**Task description:**
Scan the data below and state how many of its lines contain the word "bind", giving only the figure.

**Data to use:**
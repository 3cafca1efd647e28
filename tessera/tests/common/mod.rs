// Common test utilities for integration tests
#![allow(dead_code)]

use std::io::Cursor;
use std::sync::atomic::{AtomicUsize, Ordering};
use std::sync::{Arc, Mutex, Once};
use std::time::Duration;

use async_trait::async_trait;
use image::{DynamicImage, GrayImage, ImageFormat, Luma, Rgb, RgbImage};
use tokio_util::sync::CancellationToken;

use tessera::config::Config;
use tessera::error::{Result, TesseraError};
use tessera::models::{
    ImageBlob, LangTag, PageSegMode, RasterImage, RecognitionResult, RegionConfidence,
};
use tessera::ocr::{OcrAdapter, OcrEngine};
use tessera::processing::ProcessingPipeline;

static INIT: Once = Once::new();

/// Initialize tracing subscriber once for tests
pub fn init_test_logger() {
    INIT.call_once(|| {
        let _ = tracing_subscriber::fmt()
            .with_env_filter(tracing_subscriber::EnvFilter::from_default_env())
            .try_init();
    });
}

/// What a [`FakeEngine`] saw on one call.
#[derive(Debug, Clone, PartialEq)]
pub struct SeenCall {
    pub width: u32,
    pub height: u32,
    pub language: String,
    pub mode: PageSegMode,
    pub pixels: Vec<u8>,
}

/// Engine double: answers with fixed text after an optional delay and
/// records every call.
#[derive(Clone, Default)]
pub struct FakeEngine {
    text: String,
    confidence: f32,
    delay: Duration,
    calls: Arc<AtomicUsize>,
    seen: Arc<Mutex<Vec<SeenCall>>>,
}

impl FakeEngine {
    pub fn new(text: &str) -> Self {
        Self {
            text: text.to_string(),
            confidence: 0.87,
            ..Default::default()
        }
    }

    /// Reads nothing, like an engine handed a blank page.
    pub fn blank() -> Self {
        Self::new("")
    }

    pub fn with_delay(mut self, delay: Duration) -> Self {
        self.delay = delay;
        self
    }

    pub fn calls(&self) -> usize {
        self.calls.load(Ordering::SeqCst)
    }

    pub fn seen(&self) -> Vec<SeenCall> {
        self.seen.lock().unwrap().clone()
    }
}

#[async_trait]
impl OcrEngine for FakeEngine {
    fn name(&self) -> &str {
        "fake"
    }

    async fn recognize(
        &self,
        image: &RasterImage,
        language: &LangTag,
        mode: PageSegMode,
        cancel: &CancellationToken,
    ) -> Result<RecognitionResult> {
        self.calls.fetch_add(1, Ordering::SeqCst);
        self.seen.lock().unwrap().push(SeenCall {
            width: image.width(),
            height: image.height(),
            language: language.to_string(),
            mode,
            pixels: image.as_bytes().to_vec(),
        });

        tokio::select! {
            _ = cancel.cancelled() => return Err(TesseraError::Cancelled),
            _ = tokio::time::sleep(self.delay) => {}
        }

        let regions = self
            .text
            .lines()
            .filter(|l| !l.trim().is_empty())
            .enumerate()
            .map(|(i, _)| RegionConfidence {
                id: format!("b1.p1.l{}", i + 1),
                confidence: self.confidence,
                bbox: None,
            })
            .collect();
        Ok(RecognitionResult::new(
            self.text.clone(),
            regions,
            language.clone(),
        ))
    }
}

pub fn pipeline_with(engine: FakeEngine, config: &Config) -> ProcessingPipeline {
    let adapter = OcrAdapter::with_engine(Arc::new(engine), &config.ocr).unwrap();
    ProcessingPipeline::new(config, adapter)
}

pub fn config_with_languages(languages: &[&str]) -> Config {
    let mut config = Config::default();
    config.ocr.languages = languages.iter().map(|l| l.to_string()).collect();
    config.ocr.default_language = languages[0].to_string();
    config
}

fn encode(image: DynamicImage, format: ImageFormat) -> Vec<u8> {
    let mut bytes = Vec::new();
    image
        .write_to(&mut Cursor::new(&mut bytes), format)
        .expect("encode fixture");
    bytes
}

/// Uniform white PNG.
pub fn white_png(width: u32, height: u32) -> ImageBlob {
    let img = RgbImage::from_pixel(width, height, Rgb([255, 255, 255]));
    ImageBlob::new(
        encode(DynamicImage::ImageRgb8(img), ImageFormat::Png),
        Some("image/png".to_string()),
    )
}

/// Dark horizontal bars on white, roughly the shape of a few text lines.
pub fn text_like(width: u32, height: u32, format: ImageFormat) -> ImageBlob {
    let img = GrayImage::from_fn(width, height, |x, y| {
        let in_line = (y / 8) % 3 == 1;
        let in_word = (x / 12) % 4 != 3;
        if in_line && in_word && x > 4 && x + 4 < width {
            Luma([20])
        } else {
            Luma([235])
        }
    });
    ImageBlob::new(encode(DynamicImage::ImageLuma8(img), format), None)
}

pub fn not_an_image() -> ImageBlob {
    ImageBlob::new(
        b"%PDF-1.4 this is definitely not a raster image".to_vec(),
        Some("application/pdf".to_string()),
    )
}

// Re-export commonly used crates for convenience
pub use wiremock;
use std::io::Cursor;

use image::{DynamicImage, GenericImageView, ImageFormat, ImageReader, Limits};

use crate::config::Config;
use crate::error::{Result, TesseraError};
use crate::models::{ImageBlob, RasterImage};

/// Upper bound on decoder allocations. Decompression bombs fail with a
/// decode error instead of exhausting memory.
const MAX_DECODE_ALLOC: u64 = 512 * 1024 * 1024;
/// Largest side a decoder may report before the image is rejected.
const MAX_DECODE_SIDE: u32 = 32_768;

/// Validates uploads and decodes them into canonical rasters.
#[derive(Debug, Clone)]
pub struct ImageNormalizer {
    max_bytes: usize,
    max_dimension: u32,
}

impl ImageNormalizer {
    pub fn new(max_bytes: usize, max_dimension: u32) -> Self {
        Self {
            max_bytes,
            max_dimension: max_dimension.max(1),
        }
    }

    pub fn from_config(config: &Config) -> Self {
        Self::new(
            config.limits.max_payload_bytes,
            config.ocr.max_image_dimension,
        )
    }

    /// Cheap checks that need no decoding: payload size and format sniffing.
    pub fn check(&self, blob: &ImageBlob) -> Result<ImageFormat> {
        if blob.len() > self.max_bytes {
            return Err(TesseraError::PayloadTooLarge {
                size: blob.len(),
                limit: self.max_bytes,
            });
        }
        sniff_format(blob)
    }

    /// Decode a blob into a raster whose longer side does not exceed the
    /// configured maximum dimension.
    pub fn normalize(&self, blob: &ImageBlob) -> Result<RasterImage> {
        let format = self.check(blob)?;
        let img = decode(blob.bytes(), format)?;
        let img = resize_if_needed(img, self.max_dimension);
        RasterImage::new(img)
    }
}

/// Identify the real format from magic bytes. The declared content type is
/// only used in the error message.
fn sniff_format(blob: &ImageBlob) -> Result<ImageFormat> {
    let declared = blob.content_type().unwrap_or("unknown");

    let kind = infer::get(blob.bytes()).ok_or_else(|| {
        TesseraError::UnsupportedFormat(format!(
            "Not a recognizable image (declared {declared})"
        ))
    })?;

    match kind.mime_type() {
        "image/png" => Ok(ImageFormat::Png),
        "image/jpeg" => Ok(ImageFormat::Jpeg),
        "image/gif" => Ok(ImageFormat::Gif),
        "image/bmp" => Ok(ImageFormat::Bmp),
        "image/tiff" => Ok(ImageFormat::Tiff),
        "image/webp" => Ok(ImageFormat::WebP),
        other => Err(TesseraError::UnsupportedFormat(format!(
            "{other} is not a supported image format (declared {declared})"
        ))),
    }
}

fn decode(bytes: &[u8], format: ImageFormat) -> Result<DynamicImage> {
    let mut limits = Limits::default();
    limits.max_alloc = Some(MAX_DECODE_ALLOC);
    limits.max_image_width = Some(MAX_DECODE_SIDE);
    limits.max_image_height = Some(MAX_DECODE_SIDE);

    let mut reader = ImageReader::with_format(Cursor::new(bytes), format);
    reader.limits(limits);

    reader
        .decode()
        .map_err(|e| TesseraError::Decode(format!("Failed to decode {format:?} image: {e}")))
}

/// Resize image if it exceeds maximum dimension while maintaining aspect ratio
///
/// Uses Lanczos3 filter for high-quality downscaling
fn resize_if_needed(img: DynamicImage, max_dim: u32) -> DynamicImage {
    let (width, height) = img.dimensions();

    if width <= max_dim && height <= max_dim {
        return img;
    }

    let ratio = if width > height {
        max_dim as f32 / width as f32
    } else {
        max_dim as f32 / height as f32
    };

    let new_width = ((width as f32 * ratio) as u32).clamp(1, max_dim);
    let new_height = ((height as f32 * ratio) as u32).clamp(1, max_dim);

    img.resize_exact(new_width, new_height, image::imageops::FilterType::Lanczos3)
}
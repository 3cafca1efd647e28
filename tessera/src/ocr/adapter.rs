use std::sync::Arc;
use std::time::Duration;

use tokio_util::sync::CancellationToken;
use tracing::{info, warn};

use super::api::{VisionApiEngine, VisionProvider};
use super::engine::{OcrEngine, UnavailableEngine};
use super::tesseract::TesseractEngine;
use crate::config::{parse_engine_model, OcrConfig};
use crate::error::{Result, TesseraError};
use crate::models::{LangTag, PageSegMode, RasterImage, RecognitionResult};

/// Front door to the recognition engine: resolves and validates language and
/// segmentation options, then runs the engine under a hard timeout.
#[derive(Clone)]
pub struct OcrAdapter {
    engine: Arc<dyn OcrEngine>,
    languages: Vec<String>,
    default_language: LangTag,
    default_mode: PageSegMode,
    timeout: Duration,
}

impl OcrAdapter {
    /// Build the engine selected by `config.engine`. A remote engine that
    /// cannot be set up degrades to an unavailable engine instead of failing
    /// startup.
    pub fn new(config: &OcrConfig) -> Result<Self> {
        let (prefix, _) = parse_engine_model(&config.engine);

        let engine: Arc<dyn OcrEngine> = match VisionProvider::from_name(prefix) {
            Some(provider) => match VisionApiEngine::new(config) {
                Ok(engine) => {
                    info!(provider = ?provider, "Vision OCR API backend initialized");
                    Arc::new(engine)
                }
                Err(e) => {
                    let reason = format!("{prefix} OCR backend unavailable: {e}");
                    warn!("{}", reason);
                    Arc::new(UnavailableEngine::new(reason))
                }
            },
            None => {
                info!(
                    path = %config.tesseract_path,
                    languages = ?config.languages,
                    "Tesseract OCR engine configured"
                );
                Arc::new(TesseractEngine::new(config))
            }
        };

        Self::with_engine(engine, config)
    }

    /// Wrap an explicit engine, validating the configured defaults.
    pub fn with_engine(engine: Arc<dyn OcrEngine>, config: &OcrConfig) -> Result<Self> {
        let mut adapter = Self {
            engine,
            languages: config.languages.clone(),
            default_language: LangTag::parse(&config.default_language)?,
            default_mode: config.default_psm,
            timeout: config.timeout(),
        };
        adapter.default_language = adapter.resolve_language(Some(&config.default_language))?;
        adapter.default_mode = adapter.resolve_segmentation(Some(&config.default_psm.to_string()))?;
        Ok(adapter)
    }

    pub fn engine_name(&self) -> &str {
        self.engine.name()
    }

    pub fn is_available(&self) -> bool {
        self.engine.is_available()
    }

    pub fn timeout(&self) -> Duration {
        self.timeout
    }

    pub fn languages(&self) -> &[String] {
        &self.languages
    }

    /// Resolve the requested language, or the default when absent. Every
    /// `+`-joined component must be in the configured set.
    pub fn resolve_language(&self, requested: Option<&str>) -> Result<LangTag> {
        let Some(raw) = requested.filter(|r| !r.trim().is_empty()) else {
            return Ok(self.default_language.clone());
        };

        let tag = LangTag::parse(raw)?;
        if let Some(unknown) = tag
            .components()
            .find(|c| !self.languages.iter().any(|l| l == c))
        {
            return Err(TesseraError::UnsupportedLanguage(format!(
                "'{unknown}' is not installed (available: {})",
                self.languages.join(", ")
            )));
        }
        Ok(tag)
    }

    /// Resolve the requested page segmentation mode, or the default when
    /// absent.
    pub fn resolve_segmentation(&self, requested: Option<&str>) -> Result<PageSegMode> {
        let mode = match requested.filter(|r| !r.trim().is_empty()) {
            Some(raw) => raw.parse::<PageSegMode>()?,
            None => return Ok(self.default_mode),
        };

        if !self.engine.supports_segmentation(mode) {
            return Err(TesseraError::InvalidSegmentationMode(format!(
                "Mode {mode} is not supported by the {} engine",
                self.engine.name()
            )));
        }
        Ok(mode)
    }

    /// Run recognition with the adapter's configured timeout.
    pub async fn recognize(
        &self,
        image: &RasterImage,
        language: &LangTag,
        mode: PageSegMode,
        cancel: &CancellationToken,
    ) -> Result<RecognitionResult> {
        self.recognize_within(image, language, mode, self.timeout, cancel)
            .await
    }

    /// Run recognition bounded by `timeout`. On expiry the engine future is
    /// dropped, which terminates any child process it owns.
    pub async fn recognize_within(
        &self,
        image: &RasterImage,
        language: &LangTag,
        mode: PageSegMode,
        timeout: Duration,
        cancel: &CancellationToken,
    ) -> Result<RecognitionResult> {
        let language = self.resolve_language(Some(language.as_str()))?;
        if !self.engine.supports_segmentation(mode) {
            return Err(TesseraError::InvalidSegmentationMode(format!(
                "Mode {mode} is not supported by the {} engine",
                self.engine.name()
            )));
        }

        match tokio::time::timeout(
            timeout,
            self.engine.recognize(image, &language, mode, cancel),
        )
        .await
        {
            Ok(result) => result,
            Err(_) => Err(TesseraError::RecognitionTimeout(timeout.as_millis() as u64)),
        }
    }
}

impl std::fmt::Debug for OcrAdapter {
    fn fmt(&self, f: &mut std::fmt::Formatter<'_>) -> std::fmt::Result {
        f.debug_struct("OcrAdapter")
            .field("engine", &self.engine.name())
            .field("languages", &self.languages)
            .field("default_language", &self.default_language)
            .field("default_mode", &self.default_mode)
            .field("timeout", &self.timeout)
            .finish()
    }
}

#[cfg(test)]
mod tests {
    use super::*;
    use async_trait::async_trait;
    use std::sync::atomic::{AtomicUsize, Ordering};

    struct SlowEngine {
        delay: Duration,
        calls: AtomicUsize,
    }

    #[async_trait]
    impl OcrEngine for SlowEngine {
        fn name(&self) -> &str {
            "slow"
        }

        async fn recognize(
            &self,
            _image: &RasterImage,
            language: &LangTag,
            _mode: PageSegMode,
            _cancel: &CancellationToken,
        ) -> Result<RecognitionResult> {
            self.calls.fetch_add(1, Ordering::SeqCst);
            tokio::time::sleep(self.delay).await;
            Ok(RecognitionResult::new(
                "done".to_string(),
                Vec::new(),
                language.clone(),
            ))
        }
    }

    fn make_config(engine: &str, api_key: Option<&str>) -> OcrConfig {
        OcrConfig {
            engine: engine.to_string(),
            api_key: api_key.map(String::from),
            languages: vec!["eng".to_string(), "deu".to_string()],
            ..OcrConfig::default()
        }
    }

    fn adapter(delay: Duration) -> (OcrAdapter, Arc<SlowEngine>) {
        let engine = Arc::new(SlowEngine {
            delay,
            calls: AtomicUsize::new(0),
        });
        let adapter = OcrAdapter::with_engine(engine.clone(), &make_config("local/test", None))
            .unwrap();
        (adapter, engine)
    }

    fn raster() -> RasterImage {
        RasterImage::new(image::DynamicImage::new_luma8(4, 4)).unwrap()
    }

    #[test]
    fn test_local_model_routes_to_tesseract() {
        let adapter = OcrAdapter::new(&make_config("local/tesseract", None)).unwrap();
        assert_eq!(adapter.engine_name(), "tesseract");
        assert!(adapter.is_available());
    }

    #[test]
    fn test_remote_model_without_api_key_is_unavailable() {
        for engine in ["openai/gpt-4o", "mistral/pixtral-12b", "deepseek/deepseek-vl"] {
            let adapter = OcrAdapter::new(&make_config(engine, None)).unwrap();
            assert!(!adapter.is_available(), "{engine} should be unavailable");
        }
    }

    #[test]
    fn test_remote_model_with_api_key() {
        let adapter = OcrAdapter::new(&make_config("openai/gpt-4o", Some("k"))).unwrap();
        assert_eq!(adapter.engine_name(), "openai");
        assert!(adapter.is_available());
    }

    #[test]
    fn test_default_language_must_be_configured() {
        let config = OcrConfig {
            default_language: "fra".to_string(),
            ..make_config("local/tesseract", None)
        };
        assert!(matches!(
            OcrAdapter::new(&config),
            Err(TesseraError::UnsupportedLanguage(_))
        ));
    }

    #[test]
    fn test_resolve_language() {
        let (adapter, _) = adapter(Duration::ZERO);
        assert_eq!(adapter.resolve_language(None).unwrap().as_str(), "eng");
        assert_eq!(adapter.resolve_language(Some("")).unwrap().as_str(), "eng");
        assert_eq!(
            adapter.resolve_language(Some("deu+eng")).unwrap().as_str(),
            "deu+eng"
        );
        assert!(matches!(
            adapter.resolve_language(Some("klingon")),
            Err(TesseraError::UnsupportedLanguage(_))
        ));
        assert!(matches!(
            adapter.resolve_language(Some("eng+fra")),
            Err(TesseraError::UnsupportedLanguage(_))
        ));
    }

    #[test]
    fn test_resolve_segmentation() {
        let (adapter, _) = adapter(Duration::ZERO);
        assert_eq!(
            adapter.resolve_segmentation(None).unwrap(),
            PageSegMode::SingleBlock
        );
        assert_eq!(
            adapter.resolve_segmentation(Some("11")).unwrap(),
            PageSegMode::SparseText
        );
        for bad in ["0", "2", "14", "block"] {
            assert!(
                matches!(
                    adapter.resolve_segmentation(Some(bad)),
                    Err(TesseraError::InvalidSegmentationMode(_))
                ),
                "{bad} should be rejected"
            );
        }
    }

    #[tokio::test]
    async fn test_unsupported_language_does_not_invoke_engine() {
        let (adapter, engine) = adapter(Duration::ZERO);
        let tag = LangTag::parse("fra").unwrap();
        let result = adapter
            .recognize(
                &raster(),
                &tag,
                PageSegMode::SingleBlock,
                &CancellationToken::new(),
            )
            .await;
        assert!(matches!(result, Err(TesseraError::UnsupportedLanguage(_))));
        assert_eq!(engine.calls.load(Ordering::SeqCst), 0);
    }

    #[tokio::test]
    async fn test_timeout_is_recognition_timeout() {
        let (adapter, _) = adapter(Duration::from_secs(5));
        let tag = LangTag::parse("eng").unwrap();
        let result = adapter
            .recognize_within(
                &raster(),
                &tag,
                PageSegMode::SingleBlock,
                Duration::from_millis(20),
                &CancellationToken::new(),
            )
            .await;
        assert!(matches!(result, Err(TesseraError::RecognitionTimeout(20))));
    }

    #[tokio::test]
    async fn test_unavailable_engine_fails_with_reason() {
        let adapter = OcrAdapter::new(&make_config("openai/gpt-4o", None)).unwrap();
        let tag = LangTag::parse("eng").unwrap();
        let result = adapter
            .recognize(
                &raster(),
                &tag,
                PageSegMode::SingleBlock,
                &CancellationToken::new(),
            )
            .await;
        match result {
            Err(TesseraError::Recognition(msg)) => assert!(msg.contains("unavailable")),
            other => panic!("expected recognition failure, got {other:?}"),
        }
    }
}
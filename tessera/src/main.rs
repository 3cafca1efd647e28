use clap::Parser;
use tokio_util::sync::CancellationToken;
use tracing_subscriber::{layer::SubscriberExt, util::SubscriberInitExt};

use tessera::api::{create_router, AppState};
use tessera::config::Config;
use tessera::ocr::OcrAdapter;

#[derive(Parser)]
#[command(name = "tessera")]
#[command(about = "Self-hostable OCR service")]
struct Args {
    /// Address to bind, overrides TESSERA_HOST
    #[arg(long)]
    host: Option<String>,

    /// Port to listen on, overrides TESSERA_PORT
    #[arg(long)]
    port: Option<u16>,

    /// Emit logs as JSON lines
    #[arg(long)]
    log_json: bool,
}

#[tokio::main]
async fn main() -> anyhow::Result<()> {
    let args = Args::parse();

    dotenvy::dotenv().ok();

    let filter = tracing_subscriber::EnvFilter::try_from_default_env()
        .unwrap_or_else(|_| "tessera=info,tower_http=debug".into());
    if args.log_json {
        tracing_subscriber::registry()
            .with(filter)
            .with(tracing_subscriber::fmt::layer().json())
            .init();
    } else {
        tracing_subscriber::registry()
            .with(filter)
            .with(tracing_subscriber::fmt::layer())
            .init();
    }

    let mut config = Config::from_env();
    if let Some(host) = args.host {
        config.server.host = host;
    }
    if let Some(port) = args.port {
        config.server.port = port;
    }

    tracing::info!("Initializing OCR engine: {}...", config.ocr.engine);
    let adapter = OcrAdapter::new(&config.ocr)?;
    if !adapter.is_available() {
        tracing::warn!(
            engine = adapter.engine_name(),
            "OCR engine unavailable - recognition requests will fail"
        );
    }

    tracing::info!(
        max_concurrent = config.limits.max_concurrent,
        queue_depth = config.limits.queue_depth,
        languages = %config.ocr.languages.join("+"),
        "Pipeline limits"
    );

    let addr = format!("{}:{}", config.server.host, config.server.port);
    let state = AppState::new(config, adapter)?;
    let app = create_router(state);

    let cancel_token = CancellationToken::new();

    tracing::info!("Tessera starting on http://{}", addr);
    tracing::info!("  Health check: http://{}/api/v1/health", addr);
    tracing::info!("  API docs:     http://{}/api/v1/docs", addr);
    tracing::info!("  OpenAPI spec: http://{}/api/v1/openapi.json", addr);

    let listener = tokio::net::TcpListener::bind(&addr).await?;
    axum::serve(listener, app)
        .with_graceful_shutdown(shutdown_signal(cancel_token))
        .await?;

    Ok(())
}

async fn shutdown_signal(cancel_token: CancellationToken) {
    let ctrl_c = async {
        if let Err(e) = tokio::signal::ctrl_c().await {
            tracing::error!("Failed to install Ctrl+C handler: {}", e);
            std::future::pending::<()>().await;
        }
    };

    #[cfg(unix)]
    let terminate = async {
        match tokio::signal::unix::signal(tokio::signal::unix::SignalKind::terminate()) {
            Ok(mut signal) => {
                signal.recv().await;
            }
            Err(e) => {
                tracing::error!("Failed to install SIGTERM handler: {}", e);
                std::future::pending::<()>().await;
            }
        }
    };

    #[cfg(not(unix))]
    let terminate = std::future::pending::<()>();

    tokio::select! {
        _ = ctrl_c => {},
        _ = terminate => {},
        _ = cancel_token.cancelled() => {},
    }

    tracing::info!("Shutdown signal received, draining in-flight requests...");
    cancel_token.cancel();
}
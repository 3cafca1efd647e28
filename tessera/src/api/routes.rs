use axum::extract::DefaultBodyLimit;
use axum::routing::post;
use axum::Router;
use tower_http::cors::{Any, CorsLayer};
use tower_http::trace::TraceLayer;

use super::v1;
use super::AppState;

/// Room for the multipart envelope around the image itself.
const MULTIPART_OVERHEAD: usize = 64 * 1024;

pub fn create_router(state: AppState) -> Router {
    let cors = CorsLayer::new()
        .allow_origin(Any)
        .allow_methods(Any)
        .allow_headers(Any);

    let body_limit = state
        .config
        .limits
        .max_payload_bytes
        .saturating_add(MULTIPART_OVERHEAD);

    let v1 = v1::router::v1_router();

    Router::new()
        .nest("/api/v1", v1)
        // legacy route for existing shopping-list clients
        .route("/process-image", post(v1::handlers::items::process_image))
        .layer(DefaultBodyLimit::max(body_limit))
        .layer(cors)
        .layer(TraceLayer::new_for_http())
        .with_state(state)
}
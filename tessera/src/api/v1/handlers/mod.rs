pub(crate) mod health;
pub mod items;
pub mod ocr;

pub use health::health_check;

**Response to the task:**
2